**Exercise instructions:**
Pull from the data below each line where the word "Some" occurs, and copy it.

+++++

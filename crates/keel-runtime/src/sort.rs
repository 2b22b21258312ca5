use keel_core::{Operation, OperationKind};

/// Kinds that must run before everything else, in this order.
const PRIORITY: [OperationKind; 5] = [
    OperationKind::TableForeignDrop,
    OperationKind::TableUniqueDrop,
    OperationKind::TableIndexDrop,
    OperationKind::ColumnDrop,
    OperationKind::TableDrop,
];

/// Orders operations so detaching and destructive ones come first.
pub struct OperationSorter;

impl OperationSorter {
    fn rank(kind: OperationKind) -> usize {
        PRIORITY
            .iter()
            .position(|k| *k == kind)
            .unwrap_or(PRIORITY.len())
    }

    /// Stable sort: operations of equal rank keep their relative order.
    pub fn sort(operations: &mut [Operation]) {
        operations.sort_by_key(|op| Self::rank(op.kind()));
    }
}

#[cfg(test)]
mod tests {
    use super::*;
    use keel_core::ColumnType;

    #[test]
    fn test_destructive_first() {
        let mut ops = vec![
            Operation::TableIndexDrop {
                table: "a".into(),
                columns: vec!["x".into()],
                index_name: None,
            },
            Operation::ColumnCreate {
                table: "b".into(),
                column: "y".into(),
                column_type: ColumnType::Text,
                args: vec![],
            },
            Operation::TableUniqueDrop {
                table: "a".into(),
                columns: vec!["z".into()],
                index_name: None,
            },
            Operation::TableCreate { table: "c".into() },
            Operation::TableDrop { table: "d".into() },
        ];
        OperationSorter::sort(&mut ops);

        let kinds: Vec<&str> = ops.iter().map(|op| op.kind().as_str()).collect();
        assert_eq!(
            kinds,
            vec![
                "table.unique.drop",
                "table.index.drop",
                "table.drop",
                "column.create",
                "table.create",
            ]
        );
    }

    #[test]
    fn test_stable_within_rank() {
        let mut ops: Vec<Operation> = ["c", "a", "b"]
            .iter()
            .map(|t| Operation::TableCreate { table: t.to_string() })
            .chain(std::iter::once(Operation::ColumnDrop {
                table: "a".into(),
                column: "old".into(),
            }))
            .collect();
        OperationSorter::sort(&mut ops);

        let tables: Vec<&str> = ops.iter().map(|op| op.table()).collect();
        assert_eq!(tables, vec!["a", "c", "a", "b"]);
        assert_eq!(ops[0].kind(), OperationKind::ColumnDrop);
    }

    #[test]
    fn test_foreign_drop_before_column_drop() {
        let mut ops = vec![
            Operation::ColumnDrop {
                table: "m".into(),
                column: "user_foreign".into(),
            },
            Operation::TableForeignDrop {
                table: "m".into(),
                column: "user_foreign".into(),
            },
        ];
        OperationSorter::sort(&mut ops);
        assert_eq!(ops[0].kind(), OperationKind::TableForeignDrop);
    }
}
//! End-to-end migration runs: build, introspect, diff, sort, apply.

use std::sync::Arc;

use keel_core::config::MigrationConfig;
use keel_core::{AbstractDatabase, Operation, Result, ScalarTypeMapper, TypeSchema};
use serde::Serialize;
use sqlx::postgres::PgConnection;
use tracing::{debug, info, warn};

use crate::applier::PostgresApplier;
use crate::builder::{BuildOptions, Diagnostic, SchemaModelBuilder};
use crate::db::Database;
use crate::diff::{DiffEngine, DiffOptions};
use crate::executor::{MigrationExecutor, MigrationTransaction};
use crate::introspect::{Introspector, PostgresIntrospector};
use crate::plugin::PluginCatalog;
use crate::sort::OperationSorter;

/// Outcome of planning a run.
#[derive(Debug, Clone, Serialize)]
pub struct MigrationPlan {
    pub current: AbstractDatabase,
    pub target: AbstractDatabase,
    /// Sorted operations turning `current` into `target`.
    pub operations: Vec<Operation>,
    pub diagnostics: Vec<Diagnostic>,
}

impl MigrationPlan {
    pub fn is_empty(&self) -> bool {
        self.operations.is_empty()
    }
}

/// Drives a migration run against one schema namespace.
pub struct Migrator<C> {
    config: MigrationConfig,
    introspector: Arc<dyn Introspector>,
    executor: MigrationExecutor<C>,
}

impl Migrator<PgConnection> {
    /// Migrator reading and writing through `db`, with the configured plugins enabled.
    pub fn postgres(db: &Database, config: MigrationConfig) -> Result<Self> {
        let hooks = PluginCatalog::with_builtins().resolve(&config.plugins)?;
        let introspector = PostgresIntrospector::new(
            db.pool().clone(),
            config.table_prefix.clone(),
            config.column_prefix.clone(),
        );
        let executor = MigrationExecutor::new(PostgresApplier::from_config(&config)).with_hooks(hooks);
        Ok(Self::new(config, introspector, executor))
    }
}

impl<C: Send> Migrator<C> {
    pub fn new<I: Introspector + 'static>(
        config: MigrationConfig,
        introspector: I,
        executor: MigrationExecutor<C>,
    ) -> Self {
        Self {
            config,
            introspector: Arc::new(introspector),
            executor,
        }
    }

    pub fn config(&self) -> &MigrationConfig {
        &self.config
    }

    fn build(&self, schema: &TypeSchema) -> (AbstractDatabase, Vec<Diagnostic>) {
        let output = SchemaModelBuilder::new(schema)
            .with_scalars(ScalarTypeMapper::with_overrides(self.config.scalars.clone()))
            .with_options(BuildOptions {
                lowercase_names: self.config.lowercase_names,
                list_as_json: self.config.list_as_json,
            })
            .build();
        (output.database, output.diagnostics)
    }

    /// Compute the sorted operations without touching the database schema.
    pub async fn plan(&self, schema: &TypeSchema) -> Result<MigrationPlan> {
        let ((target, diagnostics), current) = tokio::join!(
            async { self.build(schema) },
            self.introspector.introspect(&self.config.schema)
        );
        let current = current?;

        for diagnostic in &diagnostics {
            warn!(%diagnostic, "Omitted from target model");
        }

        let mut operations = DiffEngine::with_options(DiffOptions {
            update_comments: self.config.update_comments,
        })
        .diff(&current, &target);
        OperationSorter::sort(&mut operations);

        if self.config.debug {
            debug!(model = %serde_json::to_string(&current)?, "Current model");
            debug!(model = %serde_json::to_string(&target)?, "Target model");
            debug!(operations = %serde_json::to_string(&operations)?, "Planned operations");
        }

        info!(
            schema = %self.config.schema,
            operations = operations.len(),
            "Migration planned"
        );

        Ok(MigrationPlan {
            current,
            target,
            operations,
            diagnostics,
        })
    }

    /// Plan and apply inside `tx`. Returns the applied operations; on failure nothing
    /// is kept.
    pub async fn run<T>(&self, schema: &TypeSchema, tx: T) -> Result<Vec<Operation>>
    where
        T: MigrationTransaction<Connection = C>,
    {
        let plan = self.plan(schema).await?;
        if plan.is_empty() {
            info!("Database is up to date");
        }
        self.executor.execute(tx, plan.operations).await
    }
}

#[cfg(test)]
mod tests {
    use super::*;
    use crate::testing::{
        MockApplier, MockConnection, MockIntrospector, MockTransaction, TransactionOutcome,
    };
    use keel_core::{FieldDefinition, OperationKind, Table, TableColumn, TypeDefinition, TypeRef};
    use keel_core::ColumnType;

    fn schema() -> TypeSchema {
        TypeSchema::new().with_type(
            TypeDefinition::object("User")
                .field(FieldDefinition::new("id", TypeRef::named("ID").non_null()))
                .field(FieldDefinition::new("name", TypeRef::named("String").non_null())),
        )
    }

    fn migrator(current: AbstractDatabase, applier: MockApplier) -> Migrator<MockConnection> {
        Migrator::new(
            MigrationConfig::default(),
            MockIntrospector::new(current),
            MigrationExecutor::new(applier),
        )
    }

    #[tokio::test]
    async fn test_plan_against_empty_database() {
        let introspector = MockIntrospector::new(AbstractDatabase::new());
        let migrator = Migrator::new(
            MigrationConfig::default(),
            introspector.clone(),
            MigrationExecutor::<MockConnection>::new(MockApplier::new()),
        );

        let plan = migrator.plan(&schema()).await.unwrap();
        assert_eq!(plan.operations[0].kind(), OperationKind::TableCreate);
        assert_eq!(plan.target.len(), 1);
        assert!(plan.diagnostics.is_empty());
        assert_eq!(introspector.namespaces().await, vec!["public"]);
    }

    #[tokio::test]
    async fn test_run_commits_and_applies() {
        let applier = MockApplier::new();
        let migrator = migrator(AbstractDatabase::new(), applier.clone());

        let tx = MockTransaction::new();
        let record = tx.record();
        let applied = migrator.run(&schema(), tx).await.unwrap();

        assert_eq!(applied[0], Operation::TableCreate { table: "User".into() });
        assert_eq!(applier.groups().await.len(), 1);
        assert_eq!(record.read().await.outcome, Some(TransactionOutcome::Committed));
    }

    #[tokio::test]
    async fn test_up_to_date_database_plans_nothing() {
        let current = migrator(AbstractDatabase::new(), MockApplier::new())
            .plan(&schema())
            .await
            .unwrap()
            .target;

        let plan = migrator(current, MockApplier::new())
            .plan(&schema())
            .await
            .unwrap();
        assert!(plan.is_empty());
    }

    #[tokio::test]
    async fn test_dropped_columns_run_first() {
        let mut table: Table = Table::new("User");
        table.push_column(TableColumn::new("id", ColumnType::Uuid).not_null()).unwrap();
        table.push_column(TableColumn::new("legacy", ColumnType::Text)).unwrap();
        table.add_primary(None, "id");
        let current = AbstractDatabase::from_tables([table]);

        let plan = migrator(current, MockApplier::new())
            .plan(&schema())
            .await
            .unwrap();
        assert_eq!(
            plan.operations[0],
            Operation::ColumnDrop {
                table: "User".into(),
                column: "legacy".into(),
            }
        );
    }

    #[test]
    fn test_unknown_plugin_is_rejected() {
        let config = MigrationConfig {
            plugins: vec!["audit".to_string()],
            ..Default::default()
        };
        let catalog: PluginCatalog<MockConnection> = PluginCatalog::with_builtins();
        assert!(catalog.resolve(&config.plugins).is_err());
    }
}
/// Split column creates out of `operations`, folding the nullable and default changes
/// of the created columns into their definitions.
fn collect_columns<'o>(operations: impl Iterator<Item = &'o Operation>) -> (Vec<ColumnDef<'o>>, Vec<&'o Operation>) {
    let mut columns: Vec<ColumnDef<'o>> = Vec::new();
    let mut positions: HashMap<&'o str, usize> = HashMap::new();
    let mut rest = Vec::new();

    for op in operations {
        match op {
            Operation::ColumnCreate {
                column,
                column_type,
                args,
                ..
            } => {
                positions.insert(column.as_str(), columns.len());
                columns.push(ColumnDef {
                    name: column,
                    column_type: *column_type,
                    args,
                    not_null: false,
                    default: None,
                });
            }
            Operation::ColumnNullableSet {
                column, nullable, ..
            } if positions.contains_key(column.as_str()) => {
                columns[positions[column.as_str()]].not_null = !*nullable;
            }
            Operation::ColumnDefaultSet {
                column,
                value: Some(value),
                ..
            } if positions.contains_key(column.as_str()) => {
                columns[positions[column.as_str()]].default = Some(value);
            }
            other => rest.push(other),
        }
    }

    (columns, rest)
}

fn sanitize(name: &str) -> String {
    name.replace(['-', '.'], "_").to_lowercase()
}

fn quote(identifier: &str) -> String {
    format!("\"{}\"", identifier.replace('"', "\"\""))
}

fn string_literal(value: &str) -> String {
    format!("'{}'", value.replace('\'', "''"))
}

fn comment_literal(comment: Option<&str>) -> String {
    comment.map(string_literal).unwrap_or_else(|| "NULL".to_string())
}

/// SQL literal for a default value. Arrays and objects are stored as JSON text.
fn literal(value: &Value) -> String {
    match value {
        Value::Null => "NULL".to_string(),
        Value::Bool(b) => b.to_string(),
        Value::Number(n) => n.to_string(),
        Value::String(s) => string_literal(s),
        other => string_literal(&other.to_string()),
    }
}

+++++

**Answer to this problem:**
        assert_eq!(record.read().await.outcome, Some(TransactionOutcome::Committed));
                value: Some(value),
                columns[positions[column.as_str()]].default = Some(value);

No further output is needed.